Who Should Adjust XP? (Basic)

A scheduler’s final routine should “return to user” (resume a process). This procedure needs to know whether the process being resumed was last suspended by an asynchronous interrupt or by an SVC, because the former requires SUBC(XP, 4, XP) and the latter does not. Propose a concrete way for the kernel to record this in the process table, and explain why mixing the two cases up is a correctness bug, not merely a performance bug. Describe the visible symptoms in each direction of mistake.

Implications of PC31 as Status Bit (Intermediate)

A user mode program executing at \(\text{PC} = \texttt{0x00400000}\) contains the instruction

LD(R0, 0x1000, R1)

with Reg[R0] holding the value 0x80000000. Trace what actually happens: what address is presented to the memory unit, what value lands in Reg[R1], and whether the kernel data nominally stored at 0x80001000 was protected. Then state what additional hardware would be required for a user load of 0x80001000 to actually fault rather than silently “aliasing”.

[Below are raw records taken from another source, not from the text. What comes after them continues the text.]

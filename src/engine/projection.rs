// ABOUTME: Expands a week template into a dated mesocycle with progressive overload
// ABOUTME: Loads scale by a compounding weekly factor and round to plate increments
//
// SPDX-License-Identifier: MIT OR Apache-2.0
// Copyright (c) 2026 Atlas Strength

//! # Progression Projector
//!
//! For week index `wi` (0-based) the overload factor is
//! `1 + wi * rate / 100`. Loaded sets scale and round to the nearest
//! 5-unit increment; bodyweight sets and reps never scale. The final week
//! of a mesocycle longer than two weeks is labeled as a taper, which is a
//! label annotation only: callers wanting a genuinely lighter taper week
//! pre-author a lighter template for that slot.

use crate::constants::projection::{DAYS_PER_WEEK, LOAD_ROUNDING_INCREMENT, MIN_WEEKS_FOR_TAPER};
use crate::errors::EngineError;
use crate::models::WeekTemplate;
use chrono::{Days, NaiveDate};
use serde::{Deserialize, Serialize};
use tracing::debug;

/// One projected set with its scaled load
#[derive(Debug, Clone, Copy, Serialize, Deserialize, PartialEq)]
pub struct ProjectedSet {
    /// Target repetitions, carried unscaled from the template
    pub reps: u32,
    /// Scaled load rounded to the nearest increment; 0.0 for bodyweight
    pub load: f64,
}

/// One projected exercise slot
#[derive(Debug, Clone, Serialize, Deserialize, PartialEq)]
pub struct ProjectedEntry {
    /// Catalog exercise id
    pub exercise_id: String,
    /// Projected sets for this week
    pub sets: Vec<ProjectedSet>,
}

/// One dated day within a mesocycle
#[derive(Debug, Clone, Serialize, Deserialize, PartialEq)]
pub struct DayInstance {
    /// 1-based day number across the whole mesocycle
    pub day_number: u32,
    /// Calendar date (plain date arithmetic, no timezone handling)
    pub date: NaiveDate,
    /// Display label; rest days read "Rest"
    pub label: String,
    /// Whether this is a rest day
    pub is_rest: bool,
    /// Projected exercises; empty on rest days
    pub exercises: Vec<ProjectedEntry>,
}

/// One week of a mesocycle
#[derive(Debug, Clone, Serialize, Deserialize, PartialEq)]
pub struct WeekInstance {
    /// 1-based week number
    pub week_number: u32,
    /// Display label, e.g. "Week 3" or "Week 4 (Taper)"
    pub label: String,
    /// Dated days in template order
    pub days: Vec<DayInstance>,
}

/// A multi-week training block expanded from one week template
#[derive(Debug, Clone, Serialize, Deserialize, PartialEq)]
pub struct Mesocycle {
    /// Ordered week instances
    pub weeks: Vec<WeekInstance>,
}

/// Expands week templates into dated mesocycles
///
/// The mesocycle is a cache of the projection: safely rebuildable from the
/// template, rate, and start date at any time.
#[derive(Debug, Clone, Copy, Default)]
pub struct ProgressionProjector;

impl ProgressionProjector {
    /// Build a projector
    #[must_use]
    pub const fn new() -> Self {
        Self
    }

    /// Expand `template` into `total_weeks` dated weeks starting at
    /// `start_date`, compounding `progress_rate_percent` per week
    ///
    /// # Errors
    ///
    /// Returns [`EngineError::InvalidWeekCount`] when `total_weeks` is 0
    /// and [`EngineError::InvalidProgressRate`] when the rate is NaN or
    /// infinite. These are programmer errors; domain-data irregularities
    /// never fail projection.
    pub fn project(
        &self,
        template: &WeekTemplate,
        total_weeks: u32,
        progress_rate_percent: f64,
        start_date: NaiveDate,
    ) -> Result<Mesocycle, EngineError> {
        if total_weeks == 0 {
            return Err(EngineError::InvalidWeekCount(total_weeks));
        }
        if !progress_rate_percent.is_finite() {
            return Err(EngineError::InvalidProgressRate(progress_rate_percent));
        }
        debug!(total_weeks, progress_rate_percent, %start_date, "projecting mesocycle");

        let weeks = (0..total_weeks)
            .map(|wi| {
                let overload_factor = 1.0 + f64::from(wi) * (progress_rate_percent / 100.0);
                let is_taper = wi == total_weeks - 1 && total_weeks > MIN_WEEKS_FOR_TAPER;
                WeekInstance {
                    week_number: wi + 1,
                    label: if is_taper {
                        format!("Week {} (Taper)", wi + 1)
                    } else {
                        format!("Week {}", wi + 1)
                    },
                    days: self.project_week(template, wi, overload_factor, start_date),
                }
            })
            .collect();

        Ok(Mesocycle { weeks })
    }

    fn project_week(
        &self,
        template: &WeekTemplate,
        week_index: u32,
        overload_factor: f64,
        start_date: NaiveDate,
    ) -> Vec<DayInstance> {
        template
            .days()
            .iter()
            .enumerate()
            .map(|(di, day)| {
                let offset = week_index * DAYS_PER_WEEK + di as u32;
                DayInstance {
                    day_number: offset + 1,
                    date: start_date
                        .checked_add_days(Days::new(u64::from(offset)))
                        .unwrap_or(start_date),
                    label: if day.is_rest {
                        "Rest".to_owned()
                    } else {
                        day.label.clone()
                    },
                    is_rest: day.is_rest,
                    exercises: day
                        .exercises
                        .iter()
                        .map(|entry| ProjectedEntry {
                            exercise_id: entry.exercise_id.clone(),
                            sets: entry
                                .sets
                                .iter()
                                .map(|set| ProjectedSet {
                                    reps: set.reps,
                                    load: scale_load(set.load, overload_factor),
                                })
                                .collect(),
                        })
                        .collect(),
                }
            })
            .collect()
    }
}

/// Scale a load by the overload factor and round to the plate increment
///
/// Bodyweight sets (load 0) never scale.
fn scale_load(load: f64, overload_factor: f64) -> f64 {
    if load > 0.0 {
        (load * overload_factor / LOAD_ROUNDING_INCREMENT).round() * LOAD_ROUNDING_INCREMENT
    } else {
        0.0
    }
}
// ABOUTME: Deterministic training volume analysis and progression engine for the Atlas platform
// ABOUTME: Pure computation layer; no I/O, no persistence, no UI concerns
//
// SPDX-License-Identifier: MIT OR Apache-2.0
// Copyright (c) 2026 Atlas Strength

#![deny(unsafe_code)]

//! # Atlas Volume Engine
//!
//! Plans resistance-training programs and scores them against published
//! volume science (minimum/maximum effective and recoverable weekly set
//! counts per muscle group). Every entry point is a pure function of its
//! arguments: hand the engine a [`models::WeekTemplate`] and it returns
//! value-type reports the caller owns outright.
//!
//! ## Modules
//!
//! - **errors**: `EngineError` for the few hard programmer-error failures
//! - **constants**: named domain constants (contribution weights, balance
//!   thresholds, load increments)
//! - **models**: value types for plans and catalog entries
//! - **catalog**: injected exercise and volume-landmark lookup tables
//! - **data**: built-in default exercise database and landmark table
//! - **engine**: the analysis and projection calculators
//!
//! ## Quick start
//!
//! ```
//! use atlas_volume_engine::data::{default_catalog, default_landmarks};
//! use atlas_volume_engine::engine::PlanAnalyzer;
//! use atlas_volume_engine::models::WeekTemplate;
//!
//! let catalog = default_catalog();
//! let landmarks = default_landmarks();
//! let analyzer = PlanAnalyzer::new(&catalog, &landmarks);
//! let report = analyzer.analyze(&WeekTemplate::default());
//! assert_eq!(report.overall_score, 0);
//! ```

/// Hard-failure error types for programmer errors
pub mod errors;

/// Named domain constants organized by concern
pub mod constants;

/// Value types for catalog entries and training plans
pub mod models;

/// Injected exercise catalog and volume-landmark lookup tables
pub mod catalog;

/// Built-in exercise database and volume landmarks
pub mod data;

/// Analysis and projection calculators
pub mod engine;

pub use catalog::{ExerciseCatalog, LandmarkTable, VolumeLandmark};
pub use engine::{
    Alert, AlertGenerator, AlertSeverity, AlertType, BalanceAnalyzer, BalanceLabel, BalanceStatus,
    ExerciseSuggestion, GoalScore, GoalScorer, Mesocycle, MuscleVolumeFinding,
    PatternBalanceReport, PatternSetTotals, PlanAnalysis, PlanAnalyzer, ProgressionProjector,
    SuggestionEngine, VolumeAggregator, VolumeZone,
};
pub use errors::EngineError;
pub use models::{
    ContributionRole, EffectiveVolumeMap, ExerciseDefinition, ExerciseEntry, MovementPattern,
    MuscleContribution, SetSpec, TrainingDay, WeekTemplate,
};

A user mode program executes BEQ(R0, label, R1) where the computed branch target \(\text{PC} + 4 + 4 \cdot \text{SXT(literal)}\) has MSB 1. Describe the hardware mechanism in Beta that prevents this from entering kernel mode. Then contrast with JMP(R31) when Reg[R31] contains 0x80004000. Are both protected by the same mechanism, and at what stage of the datapath?

Our lecture notes name three legal entry points to kernel mode: RESET (0x80000000), ILLOP (0x80000004), and XAddr (0x80000008). Why is it a design choice that these addresses be hardwired into the CPU rather than being soft configurable by the kernel at boot?

Trap, System Call, and Context Switch Trace (Challenging)

A user process P1 is executing a C statement int c = getchar();. The relevant assembly is:

0x00002000:  ADDC(R31, 3, R0)    || service index 3 = read keyboard
0x00002004:  SVC(0)              || illegal opcode 1, traps to ILLOP
0x00002008:  ST(R0, c, R31)      || store returned char available at `R0` into c

SVC(0) is an instruction with an opcode that does not correspond to any real Beta instruction, used by convention to make a supervisor call (generic). Suppose P1 is at PC = 0x00002004 when the SVC is fetched. The ILLOP handler at 0x80000004 reads R0, dispatches to a keyboard read service routine because it found the value 3 in R0 (note that these values are arbitrary). The service routine marks P1 as blocked (waiting for input) and calls the scheduler. The scheduler picks a different ready process P2 to run.

Trace, in order, every write to PC and Reg[XP] from the moment the SVC is fetched until P2 begins executing its first instruction. For each write, label it as hardware (datapath does it automatically) or software (an explicit instruction in some handler does it).

In the lecture notes, we state that Beta disables interrupt when PC31 = 1. This is called non reentrant: while PC31 = 1, IRQ is masked (ignored) in hardware. Identify TWO specific moments in the trace you did in the previous part above at which an asynchronous timer interrupt, if not masked, would corrupt the system. For each, describe the corruption concretely (what register or memory location ends up holding what wrong value).